Story at a glance
- A new study in the journal Nature Climate Change analyzed the Brazilian Amazon’s carbon emission.
- The Brazilian Amazon released 16.6 billion tonnes of carbon dioxide from 2010 through 2019.
- The study also found that deforestation increased almost fourfold in 2019 from the previous two years.
A new report on Thursday found that over the last decade the Brazilian Amazon released approximately 20 percent more carbon dioxide than it absorbed.
According to the journal Nature Climate Change, the Brazilian Amazon released 16.6 billion tonnes of carbon dioxide and only absorbed 13.9 billion tonnes from 2010 through 2019.
"We half-expected it, but it is the first time that we have figures showing that the Brazilian Amazon has flipped, and is now a net emitter," said Jean-Pierre Wigneron, a scientist at France's National Institute for Agronomic Research and co-author of the study.
Also cited in the study were instances of deforestation, both from fires and clear-cutting, which increased almost fourfold in 2019 in comparison to the two previous years.
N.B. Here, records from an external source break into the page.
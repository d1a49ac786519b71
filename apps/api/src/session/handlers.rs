//! Axum route handlers for the session workflow.

use axum::{
    extract::{Multipart, Path, State},
    http::StatusCode,
    response::Response,
    Json,
};
use serde::Deserialize;
use uuid::Uuid;

use crate::edit::EditCommand;
use crate::errors::AppError;
use crate::models::Photo;
use crate::render::ExportFormat;
use crate::routes::files::{export_response, extract_upload, read_upload};
use crate::session::Session;
use crate::state::AppState;
use crate::transform::validate_input;

#[derive(Debug, Default, Deserialize)]
pub struct SubmitRequest {
    /// Falls back to the session's draft text (e.g. from an upload) when absent.
    #[serde(default)]
    pub text: Option<String>,
}

#[derive(Debug, Deserialize)]
pub struct EditRequest {
    pub commands: Vec<EditCommand>,
}

/// POST /api/v1/sessions
pub async fn handle_create(State(state): State<AppState>) -> (StatusCode, Json<Session>) {
    (StatusCode::CREATED, Json(state.sessions.create().await))
}

/// GET /api/v1/sessions/:id
pub async fn handle_get(
    State(state): State<AppState>,
    Path(id): Path<Uuid>,
) -> Result<Json<Session>, AppError> {
    Ok(Json(state.sessions.get(id).await?))
}

/// DELETE /api/v1/sessions/:id
pub async fn handle_delete(
    State(state): State<AppState>,
    Path(id): Path<Uuid>,
) -> Result<StatusCode, AppError> {
    state.sessions.delete(id).await?;
    Ok(StatusCode::NO_CONTENT)
}

/// POST /api/v1/sessions/:id/upload
pub async fn handle_upload(
    State(state): State<AppState>,
    Path(id): Path<Uuid>,
    multipart: Multipart,
) -> Result<Json<Session>, AppError> {
    // Fail fast on the phase before spending time on extraction.
    let phase = state.sessions.get(id).await?.phase;
    if !matches!(phase, super::Phase::Input | super::Phase::Error) {
        return Err(AppError::Conflict(format!(
            "Cannot load a file while the session is in the {phase:?} phase"
        )));
    }
    let upload = read_upload(multipart).await?;
    let document = extract_upload(upload, state.config.max_upload_bytes).await?;
    Ok(Json(state.sessions.set_draft_text(id, document.text).await?))
}

/// POST /api/v1/sessions/:id/submit
///
/// Responds once the rewrite has finished, with the session in either the
/// preview or the error phase.
pub async fn handle_submit(
    State(state): State<AppState>,
    Path(id): Path<Uuid>,
    Json(req): Json<SubmitRequest>,
) -> Result<Json<Session>, AppError> {
    let text = match req.text {
        Some(text) => text,
        None => state.sessions.get(id).await?.draft_text,
    };
    let text = validate_input(&text, state.config.max_input_chars)?.to_string();
    state.sessions.begin_processing(id, text.clone()).await?;

    // Detached so a dropped connection cannot strand the session in Processing.
    let task = tokio::spawn(async move {
        let outcome = state.transformer.transform(&text).await;
        state.sessions.finish_processing(id, outcome).await
    });
    let session = task
        .await
        .map_err(|e| AppError::Internal(anyhow::anyhow!("Transform task failed: {e}")))??;
    Ok(Json(session))
}

/// POST /api/v1/sessions/:id/retry
pub async fn handle_retry(
    State(state): State<AppState>,
    Path(id): Path<Uuid>,
) -> Result<Json<Session>, AppError> {
    Ok(Json(state.sessions.retry(id).await?))
}

/// POST /api/v1/sessions/:id/back
pub async fn handle_back(
    State(state): State<AppState>,
    Path(id): Path<Uuid>,
) -> Result<Json<Session>, AppError> {
    Ok(Json(state.sessions.back_to_input(id).await?))
}

/// POST /api/v1/sessions/:id/edit
pub async fn handle_begin_edit(
    State(state): State<AppState>,
    Path(id): Path<Uuid>,
) -> Result<Json<Session>, AppError> {
    Ok(Json(state.sessions.begin_edit(id).await?))
}

/// PATCH /api/v1/sessions/:id/edit
pub async fn handle_apply_edits(
    State(state): State<AppState>,
    Path(id): Path<Uuid>,
    Json(req): Json<EditRequest>,
) -> Result<Json<Session>, AppError> {
    Ok(Json(state.sessions.apply_edits(id, req.commands).await?))
}

/// POST /api/v1/sessions/:id/edit/photo
pub async fn handle_upload_photo(
    State(state): State<AppState>,
    Path(id): Path<Uuid>,
    multipart: Multipart,
) -> Result<Json<Session>, AppError> {
    let upload = read_upload(multipart).await?;
    let mime = upload.content_type.unwrap_or_default();
    let photo = Photo::from_upload(upload.bytes.to_vec(), &mime, state.config.max_photo_bytes)?;
    Ok(Json(
        state.sessions.set_photo(id, Some(photo.to_data_url())).await?,
    ))
}

/// DELETE /api/v1/sessions/:id/edit/photo
pub async fn handle_remove_photo(
    State(state): State<AppState>,
    Path(id): Path<Uuid>,
) -> Result<Json<Session>, AppError> {
    Ok(Json(state.sessions.set_photo(id, None).await?))
}

/// POST /api/v1/sessions/:id/edit/save
pub async fn handle_save_edit(
    State(state): State<AppState>,
    Path(id): Path<Uuid>,
) -> Result<Json<Session>, AppError> {
    Ok(Json(state.sessions.save_edit(id).await?))
}

/// POST /api/v1/sessions/:id/edit/cancel
pub async fn handle_cancel_edit(
    State(state): State<AppState>,
    Path(id): Path<Uuid>,
) -> Result<Json<Session>, AppError> {
    Ok(Json(state.sessions.cancel_edit(id).await?))
}

/// GET /api/v1/sessions/:id/export/:format
pub async fn handle_export(
    State(state): State<AppState>,
    Path((id, format)): Path<(Uuid, String)>,
) -> Result<Response, AppError> {
    let format: ExportFormat = format.parse()?;
    let cv = state.sessions.get(id).await?.exportable()?;
    export_response(cv, format).await
}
"Brazil saw a sharp decline in the application of environmental protection policies after the change of government in 2019," the INRA said in a statement. The change coincides with Brazilian President Jair Bolsonaro taking office.
Combating climate change would be increasingly difficult if the Amazon became a large source of carbon dioxide, experts say.
"We don't know at what point the changeover could become irreversible," said Wigneron.